Go through the lines below and count those that contain "find"; the number is all that should be returned.

(Items from a dataset)
★ ★ ★ ★ ★ ★ ★

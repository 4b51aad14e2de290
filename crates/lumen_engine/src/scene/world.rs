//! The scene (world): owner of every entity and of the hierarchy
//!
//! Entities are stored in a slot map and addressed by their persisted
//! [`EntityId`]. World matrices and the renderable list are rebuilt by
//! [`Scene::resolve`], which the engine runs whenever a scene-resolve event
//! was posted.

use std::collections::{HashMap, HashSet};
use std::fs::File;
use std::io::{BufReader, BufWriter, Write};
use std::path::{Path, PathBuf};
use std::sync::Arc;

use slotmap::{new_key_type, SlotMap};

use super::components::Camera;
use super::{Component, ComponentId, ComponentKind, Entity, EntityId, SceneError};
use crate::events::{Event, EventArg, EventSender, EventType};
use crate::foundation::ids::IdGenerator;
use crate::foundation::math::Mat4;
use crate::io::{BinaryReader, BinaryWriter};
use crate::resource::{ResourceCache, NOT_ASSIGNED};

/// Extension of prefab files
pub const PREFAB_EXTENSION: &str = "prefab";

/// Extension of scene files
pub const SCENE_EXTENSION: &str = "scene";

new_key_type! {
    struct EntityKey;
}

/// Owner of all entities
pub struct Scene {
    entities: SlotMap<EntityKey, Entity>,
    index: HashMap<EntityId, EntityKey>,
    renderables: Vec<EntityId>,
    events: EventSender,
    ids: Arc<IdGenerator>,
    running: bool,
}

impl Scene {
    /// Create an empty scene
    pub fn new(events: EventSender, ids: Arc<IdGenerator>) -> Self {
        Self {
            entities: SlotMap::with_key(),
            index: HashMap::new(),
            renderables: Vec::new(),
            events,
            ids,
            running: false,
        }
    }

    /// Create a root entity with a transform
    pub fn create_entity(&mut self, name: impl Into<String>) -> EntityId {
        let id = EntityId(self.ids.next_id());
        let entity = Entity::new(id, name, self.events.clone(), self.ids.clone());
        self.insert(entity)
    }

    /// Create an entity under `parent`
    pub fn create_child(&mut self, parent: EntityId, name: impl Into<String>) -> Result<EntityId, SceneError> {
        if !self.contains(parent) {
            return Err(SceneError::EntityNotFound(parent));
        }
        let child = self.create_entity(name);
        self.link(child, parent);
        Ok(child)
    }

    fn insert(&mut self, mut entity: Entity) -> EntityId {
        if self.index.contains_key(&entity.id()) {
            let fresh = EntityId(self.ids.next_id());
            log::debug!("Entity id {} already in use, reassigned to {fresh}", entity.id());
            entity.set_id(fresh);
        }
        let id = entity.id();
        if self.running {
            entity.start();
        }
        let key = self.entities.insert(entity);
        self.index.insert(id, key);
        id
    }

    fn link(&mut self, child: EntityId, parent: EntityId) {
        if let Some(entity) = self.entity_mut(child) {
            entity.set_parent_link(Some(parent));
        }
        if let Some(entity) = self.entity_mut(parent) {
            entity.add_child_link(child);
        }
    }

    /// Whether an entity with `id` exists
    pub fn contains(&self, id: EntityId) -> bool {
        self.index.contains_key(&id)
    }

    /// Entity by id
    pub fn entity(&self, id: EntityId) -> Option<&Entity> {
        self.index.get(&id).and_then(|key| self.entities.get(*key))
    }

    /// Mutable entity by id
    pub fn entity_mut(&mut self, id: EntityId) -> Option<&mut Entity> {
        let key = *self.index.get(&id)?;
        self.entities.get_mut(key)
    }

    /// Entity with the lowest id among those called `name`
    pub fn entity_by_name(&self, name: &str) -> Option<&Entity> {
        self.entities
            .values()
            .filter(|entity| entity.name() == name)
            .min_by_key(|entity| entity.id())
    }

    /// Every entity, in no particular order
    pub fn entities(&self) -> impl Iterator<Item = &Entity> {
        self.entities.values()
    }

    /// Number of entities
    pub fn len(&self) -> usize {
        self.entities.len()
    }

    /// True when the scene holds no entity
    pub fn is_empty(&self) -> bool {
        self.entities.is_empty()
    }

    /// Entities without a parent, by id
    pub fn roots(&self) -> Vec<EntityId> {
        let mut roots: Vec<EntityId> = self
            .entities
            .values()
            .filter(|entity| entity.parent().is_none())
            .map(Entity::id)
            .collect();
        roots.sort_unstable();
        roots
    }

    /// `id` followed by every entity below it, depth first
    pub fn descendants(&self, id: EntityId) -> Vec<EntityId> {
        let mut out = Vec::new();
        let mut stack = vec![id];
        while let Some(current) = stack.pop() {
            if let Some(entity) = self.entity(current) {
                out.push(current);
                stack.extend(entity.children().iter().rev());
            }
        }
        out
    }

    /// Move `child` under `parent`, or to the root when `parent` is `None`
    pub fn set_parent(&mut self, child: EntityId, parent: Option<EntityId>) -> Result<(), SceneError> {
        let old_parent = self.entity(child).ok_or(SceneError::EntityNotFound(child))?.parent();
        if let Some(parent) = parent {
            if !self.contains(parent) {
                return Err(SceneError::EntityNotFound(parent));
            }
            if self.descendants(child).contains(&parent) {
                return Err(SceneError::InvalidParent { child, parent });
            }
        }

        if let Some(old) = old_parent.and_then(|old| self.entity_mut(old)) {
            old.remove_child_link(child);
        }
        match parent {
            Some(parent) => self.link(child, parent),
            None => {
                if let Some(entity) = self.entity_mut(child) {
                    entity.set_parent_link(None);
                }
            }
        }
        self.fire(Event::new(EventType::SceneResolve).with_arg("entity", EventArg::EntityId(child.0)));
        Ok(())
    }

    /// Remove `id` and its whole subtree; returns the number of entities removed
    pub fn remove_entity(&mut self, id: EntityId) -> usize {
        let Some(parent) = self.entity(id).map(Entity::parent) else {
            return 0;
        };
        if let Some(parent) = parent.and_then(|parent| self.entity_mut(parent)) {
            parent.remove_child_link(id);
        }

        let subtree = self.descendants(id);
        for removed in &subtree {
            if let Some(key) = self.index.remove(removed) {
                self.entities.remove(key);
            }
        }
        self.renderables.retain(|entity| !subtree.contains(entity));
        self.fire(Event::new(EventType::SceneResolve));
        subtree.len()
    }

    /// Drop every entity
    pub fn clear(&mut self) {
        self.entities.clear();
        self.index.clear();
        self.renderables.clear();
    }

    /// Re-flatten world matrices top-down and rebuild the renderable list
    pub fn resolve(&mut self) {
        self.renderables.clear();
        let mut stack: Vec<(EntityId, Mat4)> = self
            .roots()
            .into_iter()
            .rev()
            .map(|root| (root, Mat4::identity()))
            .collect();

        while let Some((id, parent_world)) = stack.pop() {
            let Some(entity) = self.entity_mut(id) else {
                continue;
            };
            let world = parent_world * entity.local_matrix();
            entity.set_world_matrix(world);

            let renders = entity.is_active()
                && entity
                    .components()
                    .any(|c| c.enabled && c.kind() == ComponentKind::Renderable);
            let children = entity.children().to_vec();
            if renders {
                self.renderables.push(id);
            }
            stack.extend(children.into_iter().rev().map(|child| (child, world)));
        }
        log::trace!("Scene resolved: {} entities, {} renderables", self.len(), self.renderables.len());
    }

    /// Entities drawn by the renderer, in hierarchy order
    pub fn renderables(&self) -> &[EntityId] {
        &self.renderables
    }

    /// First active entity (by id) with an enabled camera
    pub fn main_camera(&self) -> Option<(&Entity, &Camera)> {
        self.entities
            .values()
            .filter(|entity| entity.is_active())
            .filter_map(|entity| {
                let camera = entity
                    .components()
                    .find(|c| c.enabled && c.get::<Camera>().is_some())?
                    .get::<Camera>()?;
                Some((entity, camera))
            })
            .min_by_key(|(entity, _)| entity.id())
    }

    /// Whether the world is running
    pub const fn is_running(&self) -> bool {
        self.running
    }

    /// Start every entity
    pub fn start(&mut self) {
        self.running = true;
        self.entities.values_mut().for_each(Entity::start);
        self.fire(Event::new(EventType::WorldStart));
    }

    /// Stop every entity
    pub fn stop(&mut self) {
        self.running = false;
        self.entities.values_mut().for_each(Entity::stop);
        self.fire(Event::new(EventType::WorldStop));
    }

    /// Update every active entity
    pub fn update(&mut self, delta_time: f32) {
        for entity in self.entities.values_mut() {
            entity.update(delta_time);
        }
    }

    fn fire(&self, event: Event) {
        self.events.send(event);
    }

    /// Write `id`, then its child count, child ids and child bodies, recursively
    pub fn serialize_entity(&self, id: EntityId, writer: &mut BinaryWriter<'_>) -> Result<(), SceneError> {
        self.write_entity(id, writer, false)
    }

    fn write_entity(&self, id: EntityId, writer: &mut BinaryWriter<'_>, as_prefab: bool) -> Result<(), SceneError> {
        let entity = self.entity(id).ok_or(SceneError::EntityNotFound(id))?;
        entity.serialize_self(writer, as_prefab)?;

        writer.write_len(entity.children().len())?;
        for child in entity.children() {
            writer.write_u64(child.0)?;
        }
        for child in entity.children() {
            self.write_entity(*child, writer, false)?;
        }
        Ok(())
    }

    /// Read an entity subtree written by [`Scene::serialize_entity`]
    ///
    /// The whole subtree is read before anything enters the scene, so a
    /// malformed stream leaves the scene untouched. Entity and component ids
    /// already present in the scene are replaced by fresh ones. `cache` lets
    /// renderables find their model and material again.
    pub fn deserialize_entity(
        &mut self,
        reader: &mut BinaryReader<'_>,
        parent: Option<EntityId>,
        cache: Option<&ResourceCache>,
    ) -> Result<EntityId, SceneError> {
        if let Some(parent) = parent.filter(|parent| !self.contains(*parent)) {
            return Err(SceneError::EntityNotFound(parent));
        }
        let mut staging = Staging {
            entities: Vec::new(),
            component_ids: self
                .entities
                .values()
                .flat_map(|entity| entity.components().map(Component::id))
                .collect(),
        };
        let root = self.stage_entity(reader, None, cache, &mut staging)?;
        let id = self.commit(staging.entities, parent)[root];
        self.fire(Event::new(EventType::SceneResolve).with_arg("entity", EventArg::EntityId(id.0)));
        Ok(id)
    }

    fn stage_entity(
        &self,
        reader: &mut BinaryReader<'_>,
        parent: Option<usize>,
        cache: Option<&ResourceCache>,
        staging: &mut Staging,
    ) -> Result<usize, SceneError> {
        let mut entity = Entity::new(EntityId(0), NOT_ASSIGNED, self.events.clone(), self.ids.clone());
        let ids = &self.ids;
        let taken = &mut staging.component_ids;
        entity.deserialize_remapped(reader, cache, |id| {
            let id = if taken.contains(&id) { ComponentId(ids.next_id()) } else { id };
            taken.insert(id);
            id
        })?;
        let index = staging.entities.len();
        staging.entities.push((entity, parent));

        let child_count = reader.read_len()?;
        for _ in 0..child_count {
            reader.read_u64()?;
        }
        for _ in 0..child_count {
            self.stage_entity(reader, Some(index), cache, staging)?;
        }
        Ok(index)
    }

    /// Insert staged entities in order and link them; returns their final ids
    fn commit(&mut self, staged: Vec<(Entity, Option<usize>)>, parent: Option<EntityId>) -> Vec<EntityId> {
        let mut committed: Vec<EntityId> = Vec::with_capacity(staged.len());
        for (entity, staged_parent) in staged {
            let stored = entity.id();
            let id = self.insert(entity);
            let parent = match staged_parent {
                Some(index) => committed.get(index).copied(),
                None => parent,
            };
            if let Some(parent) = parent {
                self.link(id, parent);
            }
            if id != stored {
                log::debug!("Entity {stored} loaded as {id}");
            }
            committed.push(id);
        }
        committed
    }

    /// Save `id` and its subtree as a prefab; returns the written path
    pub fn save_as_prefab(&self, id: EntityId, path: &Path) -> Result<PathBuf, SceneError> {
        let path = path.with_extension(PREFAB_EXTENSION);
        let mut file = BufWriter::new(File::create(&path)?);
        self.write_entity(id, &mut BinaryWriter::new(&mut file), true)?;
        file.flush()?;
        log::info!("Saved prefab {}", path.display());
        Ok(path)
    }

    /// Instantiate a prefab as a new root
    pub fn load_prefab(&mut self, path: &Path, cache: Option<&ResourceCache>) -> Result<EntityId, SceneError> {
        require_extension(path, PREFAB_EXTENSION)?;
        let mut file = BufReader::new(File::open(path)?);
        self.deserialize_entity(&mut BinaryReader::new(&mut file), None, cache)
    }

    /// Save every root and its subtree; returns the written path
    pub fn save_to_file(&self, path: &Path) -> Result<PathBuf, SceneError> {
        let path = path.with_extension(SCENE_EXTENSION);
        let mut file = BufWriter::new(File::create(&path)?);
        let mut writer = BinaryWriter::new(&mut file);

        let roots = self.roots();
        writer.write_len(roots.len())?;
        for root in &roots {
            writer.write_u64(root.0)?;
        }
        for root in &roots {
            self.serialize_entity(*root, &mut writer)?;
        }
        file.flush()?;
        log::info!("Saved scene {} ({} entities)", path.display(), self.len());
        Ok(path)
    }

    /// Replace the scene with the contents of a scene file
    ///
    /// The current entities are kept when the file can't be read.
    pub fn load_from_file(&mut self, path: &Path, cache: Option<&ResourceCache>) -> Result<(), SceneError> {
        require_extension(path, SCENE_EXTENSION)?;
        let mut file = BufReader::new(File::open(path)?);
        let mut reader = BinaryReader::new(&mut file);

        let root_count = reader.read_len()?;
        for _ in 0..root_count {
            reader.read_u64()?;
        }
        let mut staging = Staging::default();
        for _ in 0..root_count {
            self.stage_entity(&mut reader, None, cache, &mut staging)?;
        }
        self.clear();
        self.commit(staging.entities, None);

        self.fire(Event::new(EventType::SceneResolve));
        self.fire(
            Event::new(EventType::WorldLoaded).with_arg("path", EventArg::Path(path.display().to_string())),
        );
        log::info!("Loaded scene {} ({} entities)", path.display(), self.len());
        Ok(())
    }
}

★ ★ ★ ★ ★ ★ ★

* [Exercise solution] 2